The 80's and the 90's was a golden time in Marine Corps leadership.
In succession we had General PX Kelly, General Gray, General Mundy, General Krulak, and General Jones.
These men assembled the equipment, developed the doctrine and re-established a warfighting ethos that serves us even today.
One of those pieces of equipment is the LAV-25.
In the early 1980's the Marine Corps is concerned about a conflict in the Middle East. Not the small wars that we've been fighting but a major mechanized effort possibly involving the Soviet Union. General Kelly was concerned that the Marine Corps would be at a severe disadvantage against a highly mechanized force and would not be able to maneuver against such an opponent because so many Marine Infantry Units were foot mobile, at best truck transported.

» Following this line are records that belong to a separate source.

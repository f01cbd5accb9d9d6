// Ventas store. Same contract as clientes: load replaces wholesale, every
// mutation merges only the server echo and emits a toast either way.

use anyhow::Result;
use tracing::{info, warn};

use crate::models::{Venta, VentaDraft};

use super::AppState;

pub async fn load_ventas(state: &AppState) -> Result<()> {
    state.ventas.marcar_cargando(true);
    let resultado = state.api.get::<Vec<Venta>>("ventas").await;
    state.ventas.marcar_cargando(false);

    match resultado {
        Ok(lista) => {
            state.ventas.reemplazar(lista);
            Ok(())
        }
        Err(err) => {
            state.notifier.error("No se pudieron cargar las ventas");
            warn!("fallo al cargar ventas: {err:#}");
            Err(err)
        }
    }
}

pub async fn create_venta(state: &AppState, draft: &VentaDraft) -> Result<Venta> {
    match state.api.post::<_, Venta>("ventas", draft).await {
        Ok(creada) => {
            state.ventas.agregar(creada.clone());
            state.notifier.exito("Venta registrada");
            info!(id = %creada.id, "venta creada");
            Ok(creada)
        }
        Err(err) => {
            state.notifier.error("No se pudo registrar la venta");
            warn!("fallo al crear venta: {err:#}");
            Err(err)
        }
    }
}

pub async fn update_venta(state: &AppState, id: &str, draft: &VentaDraft) -> Result<Venta> {
    match state
        .api
        .put::<_, Venta>(&format!("ventas/{id}"), draft)
        .await
    {
        Ok(actualizada) => {
            state.ventas.reconciliar(actualizada.clone());
            state.notifier.exito("Venta actualizada");
            info!(id = %actualizada.id, "venta actualizada");
            Ok(actualizada)
        }
        Err(err) => {
            state.notifier.error("No se pudo actualizar la venta");
            warn!("fallo al actualizar venta {id}: {err:#}");
            Err(err)
        }
    }
}

pub async fn delete_venta(state: &AppState, id: &str) -> Result<()> {
    match state.api.delete(&format!("ventas/{id}")).await {
        Ok(()) => {
            state.ventas.quitar(id);
            state.notifier.exito("Venta eliminada");
            info!(%id, "venta eliminada");
            Ok(())
        }
        Err(err) => {
            state.notifier.error("No se pudo eliminar la venta");
            warn!("fallo al eliminar venta {id}: {err:#}");
            Err(err)
        }
    }
}
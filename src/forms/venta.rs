// Sale modal controller. The amount is text until submit; parsing at the
// boundary is the only place it becomes a decimal.

use anyhow::Result;
use chrono::NaiveDate;
use rust_decimal::Decimal;

use crate::models::{EstadoPago, TipoVenta, Venta, VentaDraft};
use crate::state::{AppState, create_venta, update_venta};

use super::{Confirmador, Envio, Modal};

#[derive(Debug, Clone, Default)]
pub struct VentaCampos {
    pub cliente_id: String,
    pub monto: String,
    pub tipo: String,
    pub fecha: String,
    pub estado_pago: String,
}

#[derive(Debug, Clone, Default)]
pub struct VentaErrores {
    pub cliente_id: Option<String>,
    pub monto: Option<String>,
    pub tipo: Option<String>,
    pub fecha: Option<String>,
    pub estado_pago: Option<String>,
}

impl VentaErrores {
    pub fn hay(&self) -> bool {
        self.cliente_id.is_some()
            || self.monto.is_some()
            || self.tipo.is_some()
            || self.fecha.is_some()
            || self.estado_pago.is_some()
    }
}

#[derive(Debug, Clone, Copy, PartialEq, Eq)]
pub enum CampoVenta {
    ClienteId,
    Monto,
    Tipo,
    Fecha,
    EstadoPago,
}

#[derive(Default)]
pub struct VentaForm {
    pub modal: Modal,
    pub enviando: bool,
    pub campos: VentaCampos,
    pub errores: VentaErrores,
}

impl VentaForm {
    pub fn new() -> Self {
        Self::default()
    }

    pub fn abrir_para_crear(&mut self) {
        self.campos = VentaCampos {
            tipo: TipoVenta::Unica.as_str().to_string(),
            estado_pago: EstadoPago::Pendiente.as_str().to_string(),
            ..VentaCampos::default()
        };
        self.errores = VentaErrores::default();
        self.enviando = false;
        self.modal = Modal::Crear;
    }

    pub fn abrir_para_editar(&mut self, venta: &Venta) {
        self.campos = VentaCampos {
            cliente_id: venta.cliente_id.clone(),
            monto: venta.monto.to_string(),
            tipo: venta.tipo.as_str().to_string(),
            fecha: venta.fecha.format("%Y-%m-%d").to_string(),
            estado_pago: venta.estado_pago.as_str().to_string(),
        };
        self.errores = VentaErrores::default();
        self.enviando = false;
        self.modal = Modal::Editar(venta.id.clone());
    }

    pub fn cerrar(&mut self) {
        self.modal = Modal::Cerrado;
        self.campos = VentaCampos::default();
        self.errores = VentaErrores::default();
        self.enviando = false;
    }

    pub fn escribir(&mut self, campo: CampoVenta, valor: &str) {
        match campo {
            CampoVenta::ClienteId => {
                self.campos.cliente_id = valor.to_string();
                self.errores.cliente_id = None;
            }
            CampoVenta::Monto => {
                self.campos.monto = valor.to_string();
                self.errores.monto = None;
            }
            CampoVenta::Tipo => {
                self.campos.tipo = valor.to_string();
                self.errores.tipo = None;
            }
            CampoVenta::Fecha => {
                self.campos.fecha = valor.to_string();
                self.errores.fecha = None;
            }
            CampoVenta::EstadoPago => {
                self.campos.estado_pago = valor.to_string();
                self.errores.estado_pago = None;
            }
        }
    }

    pub fn validar(&mut self) -> bool {
        let mut errores = VentaErrores::default();

        if self.campos.cliente_id.trim().is_empty() {
            errores.cliente_id = Some("Selecciona un cliente".into());
        }

        match self.campos.monto.trim().parse::<Decimal>() {
            Ok(monto) if monto > Decimal::ZERO => {}
            Ok(_) => errores.monto = Some("El monto debe ser mayor a cero".into()),
            Err(_) => errores.monto = Some("Monto inválido".into()),
        }

        if let Err(mensaje) = TipoVenta::parse(&self.campos.tipo) {
            errores.tipo = Some(mensaje);
        }

        if NaiveDate::parse_from_str(self.campos.fecha.trim(), "%Y-%m-%d").is_err() {
            errores.fecha = Some("Fecha inválida (AAAA-MM-DD)".into());
        }

        if let Err(mensaje) = EstadoPago::parse(&self.campos.estado_pago) {
            errores.estado_pago = Some(mensaje);
        }

        let ok = !errores.hay();
        self.errores = errores;
        ok
    }

    /// Low-stakes edit: no confirmation prompt, per the form contract.
    pub async fn enviar(
        &mut self,
        state: &AppState,
        _confirmador: &dyn Confirmador,
    ) -> Result<Envio> {
        if self.enviando {
            return Ok(Envio::Cancelado);
        }
        if !self.validar() {
            return Ok(Envio::Invalido);
        }

        let draft = self.draft();
        self.enviando = true;
        let resultado = match self.modal.clone() {
            Modal::Editar(id) => update_venta(state, &id, &draft).await.map(|_| ()),
            _ => create_venta(state, &draft).await.map(|_| ()),
        };
        self.enviando = false;

        match resultado {
            Ok(()) => {
                self.cerrar();
                Ok(Envio::Guardado)
            }
            Err(err) => Err(err),
        }
    }

    /// Only called after validar(), so the parses cannot fail here.
    fn draft(&self) -> VentaDraft {
        VentaDraft {
            cliente_id: self.campos.cliente_id.trim().to_string(),
            monto: self.campos.monto.trim().parse().unwrap_or_default(),
            tipo: TipoVenta::parse(&self.campos.tipo).unwrap_or(TipoVenta::Unica),
            fecha: NaiveDate::parse_from_str(self.campos.fecha.trim(), "%Y-%m-%d")
                .unwrap_or_default(),
            estado_pago: EstadoPago::parse(&self.campos.estado_pago)
                .unwrap_or(EstadoPago::Pendiente),
        }
    }
}
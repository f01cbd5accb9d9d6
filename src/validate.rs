// validate.rs
// Fixed-pattern field validation shared by every form controller. The
// backend remains the authority; these checks only gate the network call.

use std::sync::LazyLock;

use regex_lite::Regex;

static RE_NOMBRE: LazyLock<Regex> =
    LazyLock::new(|| Regex::new(r"^[A-Za-zÁÉÍÓÚáéíóúÑñÜü ]{2,}$").unwrap());
static RE_TELEFONO: LazyLock<Regex> = LazyLock::new(|| Regex::new(r"^[0-9]{10}$").unwrap());
static RE_EMAIL: LazyLock<Regex> =
    LazyLock::new(|| Regex::new(r"^[^@\s]+@[^@\s]+\.[^@\s]+$").unwrap());

/// Placeholder tokens a template body may carry. A template meant for
/// sending must contain at least one of these.
pub const MARCADORES: &[&str] = &[
    "{cliente_nombre}",
    "{cliente_telefono}",
    "{negocio_nombre}",
    "{fecha}",
];

/// Letters, spaces and accents only, at least two characters.
pub fn nombre_valido(valor: &str) -> bool {
    RE_NOMBRE.is_match(valor.trim())
}

/// Exactly ten digits, no separators.
pub fn telefono_valido(valor: &str) -> bool {
    RE_TELEFONO.is_match(valor)
}

/// `local@dominio.tld`. Empty passes: the field is optional and the caller
/// decides whether an empty value is acceptable.
pub fn email_valido(valor: &str) -> bool {
    valor.is_empty() || RE_EMAIL.is_match(valor)
}

pub fn contiene_marcador(cuerpo: &str) -> bool {
    MARCADORES.iter().any(|m| cuerpo.contains(m))
}

/// Trims and drops empty strings, so optional fields never travel as "".
pub fn limpiar_opcional(valor: &str) -> Option<String> {
    let limpio = valor.trim();
    if limpio.is_empty() {
        None
    } else {
        Some(limpio.to_string())
    }
}
async fn registro(State(db): State<Arc<StubDb>>, Json(body): Json<Value>) -> Response {
    let perfil = json!({
        "id": "u1",
        "nombre_negocio": body["nombre_negocio"],
        "email": body["email"],
        "telefono": body["telefono"],
    });
    *db.perfil.lock().unwrap() = Some(perfil.clone());
    *db.token.lock().unwrap() = Some("tok-registro".into());
    Json(json!({ "token": "tok-registro", "perfil": perfil })).into_response()
}

async fn logout(State(db): State<Arc<StubDb>>) -> Response {
    if db.fallar_logout.load(Ordering::SeqCst) {
        return StatusCode::INTERNAL_SERVER_ERROR.into_response();
    }
    *db.token.lock().unwrap() = None;
    StatusCode::NO_CONTENT.into_response()
}

async fn obtener_perfil(State(db): State<Arc<StubDb>>) -> Response {
    match db.perfil.lock().unwrap().clone() {
        Some(perfil) => Json(perfil).into_response(),
        None => StatusCode::UNAUTHORIZED.into_response(),
    }
}

async fn actualizar_perfil(State(db): State<Arc<StubDb>>, Json(body): Json<Value>) -> Response {
    *db.perfil.lock().unwrap() = Some(body.clone());
    Json(body).into_response()
}

async fn obtener_suscripcion(State(db): State<Arc<StubDb>>) -> Response {
    if db.debe_fallar() {
        return StatusCode::INTERNAL_SERVER_ERROR.into_response();
    }
    Json(json!({ "plan": "pro", "activa": true, "renueva_el": "2026-01-01" })).into_response()
}

async fn url_calendario() -> Response {
    Json(json!({ "url": "https://proveedor.example/oauth?volver=/calendario" })).into_response()
}

async fn checkout(Json(body): Json<Value>) -> Response {
    let plan = body["plan"].as_str().unwrap_or("pro");
    Json(json!({ "url": format!("https://pagos.example/checkout/{plan}") })).into_response()
}

// --- helpers de colección ---

fn listar(coleccion: &Mutex<Vec<Value>>) -> Response {
    Json(Value::Array(coleccion.lock().unwrap().clone())).into_response()
}

fn quitar_por_id(coleccion: &Mutex<Vec<Value>>, id: &str) -> Option<Value> {
    let mut lista = coleccion.lock().unwrap();
    let posicion = lista.iter().position(|item| item["id"] == id)?;
    Some(lista.remove(posicion))
}

fn reemplazar_por_id(coleccion: &Mutex<Vec<Value>>, id: &str, nuevo: Value) -> bool {
    let mut lista = coleccion.lock().unwrap();
    match lista.iter().position(|item| item["id"] == id) {
        Some(posicion) => {
            lista[posicion] = nuevo;
            true
        }
        None => false,
    }
}

// --- clientes, notas y adjuntos ---

async fn listar_clientes(State(db): State<Arc<StubDb>>) -> Response {
    if db.debe_fallar() {
        return StatusCode::INTERNAL_SERVER_ERROR.into_response();
    }
    listar(&db.clientes)
}

async fn crear_cliente(State(db): State<Arc<StubDb>>, Json(mut body): Json<Value>) -> Response {
    if db.debe_fallar() {
        return StatusCode::INTERNAL_SERVER_ERROR.into_response();
    }
    body["id"] = json!(db.siguiente_id("c"));
    body["creado_en"] = json!(Utc::now().to_rfc3339());
    db.clientes.lock().unwrap().push(body.clone());
    Json(body).into_response()
}

async fn actualizar_cliente(
    State(db): State<Arc<StubDb>>,
    Path(id): Path<String>,
    Json(mut body): Json<Value>,
) -> Response {
    if db.debe_fallar() {
        return StatusCode::INTERNAL_SERVER_ERROR.into_response();
    }
    let previo = match db
        .clientes
        .lock()
        .unwrap()
        .iter()
        .find(|item| item["id"] == id.as_str())
        .cloned()
    {
        Some(previo) => previo,
        None => return StatusCode::NOT_FOUND.into_response(),
    };
    body["id"] = json!(id);
    body["creado_en"] = previo["creado_en"].clone();
    body["actualizado_en"] = json!(Utc::now().to_rfc3339());
    reemplazar_por_id(&db.clientes, &id, body.clone());
    Json(body).into_response()
}

async fn borrar_cliente(State(db): State<Arc<StubDb>>, Path(id): Path<String>) -> StatusCode {
    if db.debe_fallar() {
        return StatusCode::INTERNAL_SERVER_ERROR;
    }
    match quitar_por_id(&db.clientes, &id) {
        Some(_) => StatusCode::NO_CONTENT,
        None => StatusCode::NOT_FOUND,
    }
}

async fn listar_notas(State(db): State<Arc<StubDb>>, Path(cliente_id): Path<String>) -> Response {
    if db.debe_fallar() {
        return StatusCode::INTERNAL_SERVER_ERROR.into_response();
    }
    let notas: Vec<Value> = db
        .notas
        .lock()
        .unwrap()
        .iter()
        .filter(|nota| nota["cliente_id"] == cliente_id.as_str())
        .cloned()
        .collect();
    Json(Value::Array(notas)).into_response()
}

async fn crear_nota(
    State(db): State<Arc<StubDb>>,
    Path(cliente_id): Path<String>,
    Json(body): Json<Value>,
) -> Response {
    if db.debe_fallar() {
        return StatusCode::INTERNAL_SERVER_ERROR.into_response();
    }
    let nota = json!({
        "id": db.siguiente_id("n"),
        "cliente_id": cliente_id,
        "contenido": body["contenido"],
        "adjuntos": [],
        "creada_en": Utc::now().to_rfc3339(),
    });
    db.notas.lock().unwrap().push(nota.clone());
    Json(nota).into_response()
}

The LAV-25 was suppose to fill that gap by providing a degree of mobility to the Marine Corps...hence the name of the first units equipped with the LAV-25--- Light Armored Infantry Battalions.
The vehicle was armed with a 25mm gun in a turret that provided a overmatch capability against the threat vehicle at the time most likely to be encountered...the BMP.
The choice to mount a turret on the vehicle with a large cannon proved to change the entire concept of the vehicles employment.
IF the Marine Corps had chosen to equip the majority of the vehicles in the Light Armored Infantry Battalions with 50 caliber machineguns instead...say a ratio of 3 machine gun equipped LAV's for every 4 vehicles...then the Light Armored Infantry Battalions would have worked. You would have been able to field Infantry Battalions that were mobile AND capable of conducting operations independently...consider it akin to the Army's Stryker Brigades but on a lighter scale (in essence the Marine Corps developed a pure Stryker Brigade Concept almost two decades before the Army tried to cobble parts to equal an MEU).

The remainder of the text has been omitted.